(EXCERPTED DATA)

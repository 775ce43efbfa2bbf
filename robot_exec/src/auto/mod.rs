//! Autonomous module
//!
//! Autonomous routines are fixed sequences of [`AutoStep`]s with no branching or feedback, other
//! than waiting for the chassis to finish each motion. The steps are executed by [`AutoExec`].

// ---------------------------------------------------------------------------
// MODULES
// ---------------------------------------------------------------------------

mod exec;
mod routines;

// ---------------------------------------------------------------------------
// IMPORTS
// ---------------------------------------------------------------------------

// External
use serde::Deserialize;
use std::fmt;
use std::str::FromStr;

// Internal
use hw_if::eqpt::{chassis::Pose, spinner::ActId};
pub use exec::*;

// ---------------------------------------------------------------------------
// CONSTANTS
// ---------------------------------------------------------------------------

/// Timeout given to every motion in the built in routines.
///
/// Units: milliseconds
pub const MOVE_TIMEOUT_MS: u32 = 4000;

// ---------------------------------------------------------------------------
// ENUMERATIONS
// ---------------------------------------------------------------------------

/// The built in autonomous routines.
#[derive(Debug, Clone, Copy, PartialEq, Eq, Deserialize)]
#[serde(rename_all = "lowercase")]
pub enum AutoRoutine {
    /// Drive forward 5 inches, used to check the chassis tuning
    Test,

    /// Start on the left of the field
    Left,

    /// Start on the right of the field
    Right,

    /// Skills run
    Skills,
}

/// A single step of an autonomous routine.
#[derive(Debug, Clone, Copy, PartialEq)]
pub enum AutoStep {
    /// Change the intake scoring mode
    SetTopScore(bool),

    /// Overwrite the chassis pose estimate
    SetPose(Pose),

    /// Start a motion to a pose, waiting for any previous motion first
    MoveToPose { pose: Pose, timeout_ms: u32 },

    /// Block until the chassis has finished its motion
    WaitUntilDone,

    /// Set a spinner's power
    Spinner { id: ActId, power: i32 },

    /// Set the intake power in the current scoring mode
    Intake(i32),

    /// Extend (`true`) or retract (`false`) the scraper
    Scraper(bool),

    /// Wait for a fixed time
    ///
    /// Units: milliseconds
    Delay(u32),
}

/// Error returned when parsing an unknown routine name.
#[derive(Debug, thiserror::Error, PartialEq, Eq)]
#[error("Unknown autonomous routine \"{0}\", expected one of test, left, right, skills")]
pub struct UnknownRoutine(String);

// ---------------------------------------------------------------------------
// IMPLEMENTATIONS
// ---------------------------------------------------------------------------

impl AutoRoutine {
    /// Get the steps of this routine.
    pub fn steps(&self) -> Vec<AutoStep> {
        match self {
            AutoRoutine::Test => routines::test(),
            AutoRoutine::Left => routines::left(),
            AutoRoutine::Right => routines::right(),
            AutoRoutine::Skills => routines::skills(),
        }
    }
}

impl Default for AutoRoutine {
    fn default() -> Self {
        AutoRoutine::Right
    }
}

impl FromStr for AutoRoutine {
    type Err = UnknownRoutine;

    fn from_str(s: &str) -> Result<Self, Self::Err> {
        match s.to_lowercase().as_str() {
            "test" => Ok(AutoRoutine::Test),
            "left" => Ok(AutoRoutine::Left),
            "right" => Ok(AutoRoutine::Right),
            "skills" => Ok(AutoRoutine::Skills),
            _ => Err(UnknownRoutine(s.to_string())),
        }
    }
}

impl fmt::Display for AutoRoutine {
    fn fmt(&self, f: &mut fmt::Formatter<'_>) -> fmt::Result {
        let name = match self {
            AutoRoutine::Test => "test",
            AutoRoutine::Left => "left",
            AutoRoutine::Right => "right",
            AutoRoutine::Skills => "skills",
        };
        write!(f, "{}", name)
    }
}

impl AutoStep {
    /// Shorthand for a move with the default timeout.
    pub fn move_to(x_in: f64, y_in: f64, theta_deg: f64) -> Self {
        AutoStep::MoveToPose {
            pose: Pose::new(x_in, y_in, theta_deg),
            timeout_ms: MOVE_TIMEOUT_MS,
        }
    }
}

#[cfg(test)]
mod test {
    use super::*;

    #[test]
    fn test_routine_names() {
        for r in &[AutoRoutine::Test, AutoRoutine::Left, AutoRoutine::Right, AutoRoutine::Skills] {
            assert_eq!(r.to_string().parse::<AutoRoutine>(), Ok(*r));
        }
        assert_eq!("SKILLS".parse::<AutoRoutine>(), Ok(AutoRoutine::Skills));
        assert!("middle".parse::<AutoRoutine>().is_err());
    }

    #[test]
    fn test_every_routine_waits_for_its_last_move() {
        for r in &[AutoRoutine::Test, AutoRoutine::Left, AutoRoutine::Right, AutoRoutine::Skills] {
            let steps = r.steps();
            let last_move = steps
                .iter()
                .rposition(|s| matches!(s, AutoStep::MoveToPose { .. }))
                .unwrap();

            assert!(
                steps[last_move..].contains(&AutoStep::WaitUntilDone),
                "{} does not wait for its last move",
                r
            );
        }
    }

    #[test]
    fn test_skills_extends_right() {
        let right = AutoRoutine::Right.steps();
        let skills = AutoRoutine::Skills.steps();

        assert_eq!(skills.len(), right.len() + 2);
        assert_eq!(skills[4], AutoStep::move_to(6.0, 20.0, 0.0));
        assert_eq!(&skills[6..], &right[4..]);
    }
}
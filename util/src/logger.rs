//! Generic logger utility functions

// ---------------------------------------------------------------------------
// IMPORTS
// ---------------------------------------------------------------------------

// External imports
use log::{self, info};
use fern;
use colored::{ColoredString, Colorize};
use thiserror::Error;

// Internal imports
use crate::session;

// Re-exports
pub use log::LevelFilter;

// ---------------------------------------------------------------------------
// ENUMERATIONS
// ---------------------------------------------------------------------------

/// Errors associated with initialising the logger.
#[derive(Debug, Error)]
pub enum LoggerInitError {
    #[error("Expected a log level of at least `INFO`, found `{0}`")]
    InvalidMinLogLevel(log::LevelFilter),

    #[error("Error initialising the log file: {0}")]
    LogFileInitError(std::io::Error),

    #[error("An error occured while setting up the logger: {0}")]
    FernInitError(log::SetLoggerError)
}

// ---------------------------------------------------------------------------
// PUBLIC FUNCTIONS
// ---------------------------------------------------------------------------

/// Initialise the logger for this execution.
///
/// Records are written to stdout and to the session's log file. Individual
/// module paths can be given their own level with `module_levels`, for
/// example to stop the colour sort task flooding the log at `Trace`.
///
/// # Notes
///
/// - `min_level` must be at least `log::Level::Info`.
///
/// # Safety
///
/// - This function must only be called once to prevent corrupting logs.
pub fn logger_init(
    min_level: self::LevelFilter,
    module_levels: &[(&'static str, LevelFilter)],
    session: &session::Session
) -> Result<(), LoggerInitError> {

    if min_level < log::Level::Info {
        return Err(LoggerInitError::InvalidMinLogLevel(min_level))
    }

    let log_file = fern::log_file(session.log_file_path.clone())
        .map_err(LoggerInitError::LogFileInitError)?;

    let mut dispatch = fern::Dispatch::new()
        .format(|out, message, record| {
            // If debug or trace include the target, otherwise don't include it
            if record.level() > log::Level::Info {
                out.finish(format_args!(
                    "[{:10.6} {}] {}: {}",
                    session::get_elapsed_seconds(),
                    level_to_str(record.level()),
                    record.target(),
                    message
                ))
            }
            else {
                out.finish(format_args!(
                    "[{:10.6} {}] {}",
                    session::get_elapsed_seconds(),
                    level_to_str(record.level()),
                    message
                ))
            }
        })
        .level(min_level);

    for (module, level) in module_levels {
        dispatch = dispatch.level_for(*module, *level);
    }

    dispatch
        .chain(std::io::stdout())
        .chain(log_file)
        .apply()
        .map_err(LoggerInitError::FernInitError)?;

    info!("Logging initialised");
    info!("    Session epoch: {}", session::get_epoch());
    info!("    Log level: {:?}", min_level);
    for (module, level) in module_levels {
        info!("    Log level for {}: {:?}", module, level);
    }
    info!("    Log file path: {:?}", session.log_file_path);

    Ok(())
}

// ---------------------------------------------------------------------------
// PRIVATE FUNCTIONS
// ---------------------------------------------------------------------------

/// Get the string representation of a log level
fn level_to_str(level: log::Level) -> ColoredString {
    match level {
        log::Level::Trace => "TRC".dimmed().italic(),
        log::Level::Debug => "DBG".dimmed(),
        log::Level::Info  => "INF".normal(),
        log::Level::Warn  => "WRN".yellow(),
        log::Level::Error => "ERR".red().bold()
    }
}

#[cfg(test)]
mod test {
    use super::*;

    #[test]
    fn test_level_tags() {
        assert!(level_to_str(log::Level::Info).to_string().contains("INF"));
        assert!(level_to_str(log::Level::Warn).to_string().contains("WRN"));
        assert!(level_to_str(log::Level::Error).to_string().contains("ERR"));
    }
}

(End EXCERPTED DATA)

== ASSIGNMENT ==
Reproduce the records above exactly, from the first line through the line containing "finished its motion", and output nothing else.

== SOLUTION TO THE PROBLEM ==
repository 775ce43efbfa2bbf
filename robot_exec/src/auto/mod.rs
//! Autonomous module
//!
//! Autonomous routines are fixed sequences of [`AutoStep`]s with no branching or feedback, other
//! than waiting for the chassis to finish each motion. The steps are executed by [`AutoExec`].

// ---------------------------------------------------------------------------
// MODULES
// ---------------------------------------------------------------------------

mod exec;
mod routines;

// ---------------------------------------------------------------------------
// IMPORTS
// ---------------------------------------------------------------------------

// External
use serde::Deserialize;
use std::fmt;
use std::str::FromStr;

// Internal
use hw_if::eqpt::{chassis::Pose, spinner::ActId};
pub use exec::*;

// ---------------------------------------------------------------------------
// CONSTANTS
// ---------------------------------------------------------------------------

/// Timeout given to every motion in the built in routines.
///
/// Units: milliseconds
pub const MOVE_TIMEOUT_MS: u32 = 4000;

// ---------------------------------------------------------------------------
// ENUMERATIONS
// ---------------------------------------------------------------------------

/// The built in autonomous routines.
#[derive(Debug, Clone, Copy, PartialEq, Eq, Deserialize)]
#[serde(rename_all = "lowercase")]
pub enum AutoRoutine {
    /// Drive forward 5 inches, used to check the chassis tuning
    Test,

    /// Start on the left of the field
    Left,

    /// Start on the right of the field
    Right,

    /// Skills run
    Skills,
}

/// A single step of an autonomous routine.
#[derive(Debug, Clone, Copy, PartialEq)]
pub enum AutoStep {
    /// Change the intake scoring mode
    SetTopScore(bool),

    /// Overwrite the chassis pose estimate
    SetPose(Pose),

    /// Start a motion to a pose, waiting for any previous motion first
    MoveToPose { pose: Pose, timeout_ms: u32 },

    /// Block until the chassis has finished its motion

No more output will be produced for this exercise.